What you need to do:
Every line with "error" in it should be copied from the data.
▼▼▼
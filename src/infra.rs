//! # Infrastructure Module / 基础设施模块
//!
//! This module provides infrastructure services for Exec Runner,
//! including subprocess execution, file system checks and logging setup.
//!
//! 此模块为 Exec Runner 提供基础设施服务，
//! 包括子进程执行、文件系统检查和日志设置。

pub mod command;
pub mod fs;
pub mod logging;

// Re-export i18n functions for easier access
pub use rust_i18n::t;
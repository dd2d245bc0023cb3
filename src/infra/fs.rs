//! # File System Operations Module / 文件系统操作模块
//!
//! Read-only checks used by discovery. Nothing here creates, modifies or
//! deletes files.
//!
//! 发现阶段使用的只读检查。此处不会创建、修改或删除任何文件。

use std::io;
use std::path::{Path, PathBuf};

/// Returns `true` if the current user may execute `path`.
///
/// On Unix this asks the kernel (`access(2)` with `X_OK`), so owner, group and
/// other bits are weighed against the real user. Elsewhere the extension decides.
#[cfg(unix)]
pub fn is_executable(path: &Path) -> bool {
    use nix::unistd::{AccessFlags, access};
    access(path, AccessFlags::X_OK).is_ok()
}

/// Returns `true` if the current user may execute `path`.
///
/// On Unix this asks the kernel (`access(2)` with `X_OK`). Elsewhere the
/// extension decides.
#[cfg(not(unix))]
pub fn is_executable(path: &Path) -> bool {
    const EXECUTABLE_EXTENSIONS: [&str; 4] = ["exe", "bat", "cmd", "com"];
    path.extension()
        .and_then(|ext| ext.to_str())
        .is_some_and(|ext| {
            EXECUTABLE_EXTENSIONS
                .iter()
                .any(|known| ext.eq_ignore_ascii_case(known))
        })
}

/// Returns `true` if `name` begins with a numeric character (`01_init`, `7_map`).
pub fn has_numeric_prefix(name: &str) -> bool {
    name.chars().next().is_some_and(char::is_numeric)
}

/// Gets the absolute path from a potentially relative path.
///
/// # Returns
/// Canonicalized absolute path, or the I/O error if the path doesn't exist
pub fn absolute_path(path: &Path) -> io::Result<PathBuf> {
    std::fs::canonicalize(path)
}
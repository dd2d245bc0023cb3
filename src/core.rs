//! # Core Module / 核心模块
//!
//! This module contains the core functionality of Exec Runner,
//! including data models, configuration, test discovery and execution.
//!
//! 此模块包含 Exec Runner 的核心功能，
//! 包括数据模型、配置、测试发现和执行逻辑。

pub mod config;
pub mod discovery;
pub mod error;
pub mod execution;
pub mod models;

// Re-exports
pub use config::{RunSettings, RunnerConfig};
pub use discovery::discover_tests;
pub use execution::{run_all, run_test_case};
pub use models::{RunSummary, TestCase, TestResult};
▲▲▲
Reply to the task:
/// Canonicalized absolute path, or the I/O error if the path doesn't exist
pub mod error;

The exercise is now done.